ひらかなy113:つらいよや いやなひとには たえられても
こいしさだけは どうにもならない
ひらかなs1423:よのうきも ひとのつらきも しのぶるに
こひしきにこそ おもひわびぬれ
【略注】○憂き、つらき=小学版注には、それぞれ「辛いこと」「薄情であること」と。
○藤原元真(もとざね)=悠 023(07月25日条)既出。
薔薇は美しくてわがまま。だから、薔薇好きは口をそろえていう、薔薇こそ数ある花の女王と。素人が片手間に、美しく咲かせよう、というのは、しょせん無理だと納得している。何れかなりと美しきものそなへたる、すべての女性(にょしょう)にささぐる一首。
【写真】年間何種類か咲かせているが、美しい一輪がなかなか姿を見せてくれないから、これで手を打つことにした。さきほど、10時に撮影。芝も枯れて、日差しも穏やかな雰囲気が出た。発色は自動補正。
ひらかな:ちかづけど なほとほかりし きみゆへに
たふときはなよ ばんしうのばら
梅・梅の花は、作者そのものでもある。元歌の恨みを懐古にしてみた。
子どものころの話。梅干の芯を食べるとき、大人たちに二説あって、天神さまだから「食べてはいけない」「食べると頭がよくなる」と、言われたのを思い出す。ますます肥満化している今の子どもたちは、こんな話を知らないかも。

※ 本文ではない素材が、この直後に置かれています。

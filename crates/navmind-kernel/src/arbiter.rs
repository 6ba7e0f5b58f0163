//! [`CommandArbiter`] – the watchdogged command slot.
//!
//! Holds exactly one [`VelocityCommand`] together with the instant it was
//! last refreshed.  Instruction handling writes into the slot; the publish
//! loop reads from it.  On every read the arbiter derives whether the held
//! command is still *fresh* (age within the hold window) or *stale* — stale
//! reads tell the caller to substitute the zero command, which is how the
//! system fails safe when no directive has arrived for too long.
//!
//! All three operations take the internal mutex for an O(1) swap only; the
//! lock is never held across I/O, so a remote call that blocks for its full
//! timeout cannot delay a publish tick.

use std::sync::Mutex;
use std::time::{Duration, Instant};

use navmind_types::VelocityCommand;

// ────────────────────────────────────────────────────────────────────────────
// Internal slot
// ────────────────────────────────────────────────────────────────────────────

struct Slot {
    command: VelocityCommand,
    /// `None` plays the role of the epoch: the slot has never been refreshed
    /// (or was reset), so it is stale at every possible read time.
    last_update: Option<Instant>,
}

// ────────────────────────────────────────────────────────────────────────────
// CommandArbiter
// ────────────────────────────────────────────────────────────────────────────

/// Lock-guarded holder of the current command and its last-update instant.
///
/// # Example
///
/// ```
/// use std::time::{Duration, Instant};
/// use navmind_kernel::CommandArbiter;
/// use navmind_types::VelocityCommand;
///
/// let arbiter = CommandArbiter::new(Duration::from_millis(1500));
///
/// let now = Instant::now();
/// arbiter.set(VelocityCommand::zero(), now);
/// let (_, fresh) = arbiter.read(now);
/// assert!(fresh);
/// ```
pub struct CommandArbiter {
    slot: Mutex<Slot>,
    hold: Duration,
}

impl CommandArbiter {
    /// Create an arbiter whose held commands expire after `hold`.
    ///
    /// The slot starts out with the zero command and no update time, so the
    /// very first read is stale.
    pub fn new(hold: Duration) -> Self {
        Self {
            slot: Mutex::new(Slot {
                command: VelocityCommand::zero(),
                last_update: None,
            }),
            hold,
        }
    }

    /// The configured hold window.
    pub fn hold(&self) -> Duration {
        self.hold
    }

    /// Atomically replace the slot with `command`, refreshed at `now`.
    ///
    /// No validation happens here — the command is assumed to be already
    /// clamped.  Always overwrites: when two instruction tasks race, the one
    /// that completes last wins, regardless of which directive arrived first.
    pub fn set(&self, command: VelocityCommand, now: Instant) {
        let mut slot = self.slot.lock().expect("arbiter mutex poisoned");
        slot.command = command;
        slot.last_update = Some(now);
    }

    /// Atomically install the zero command with no update time.
    ///
    /// Every subsequent read is stale until the next [`set`][Self::set], so
    /// the publish loop keeps emitting zero no matter when it ticks.
    pub fn reset(&self) {
        let mut slot = self.slot.lock().expect("arbiter mutex poisoned");
        slot.command = VelocityCommand::zero();
        slot.last_update = None;
    }

    /// Snapshot the slot and derive its freshness at `now`.
    ///
    /// Returns the held command and `true` when its age is within the hold
    /// window.  An age of exactly the hold duration still counts as fresh;
    /// anything over is stale.  A slot that was never set (or was reset) is
    /// always stale.
    pub fn read(&self, now: Instant) -> (VelocityCommand, bool) {
        let slot = self.slot.lock().expect("arbiter mutex poisoned");
        let fresh = match slot.last_update {
            Some(at) => now.saturating_duration_since(at) <= self.hold,
            None => false,
        };
        (slot.command, fresh)
    }
}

ひらかなy112:あのよるの うめのかおりに なったまま
たよりもなくて ただなつかしい
ひらかなs1409:うめのはな かをのみそでに とどめおきて
わがおもふひとは おとづれもせぬ
【略注】○おとづれ=ここでは「便り」。小学版底本に「音信」と表記、と。
○在原業平=悠 077(10月07日条)既出。
恋しくてやっと逢えたら、その後の沙汰が覚束ない。いっそ恋することなど、しなかったらよかった・・・。勝手にひたむき。
ひらかなy111:あのひとの おもかげだけは そのままに
こいしなかった ときがこいしい
ひらかなs1393:おもひわび みしをもかげは さておきて
こひせざりけん をりぞこひしき
【略注】○思ひわび=思い悩んで。
○藤原俊成=悠 026(07月28日条)既出。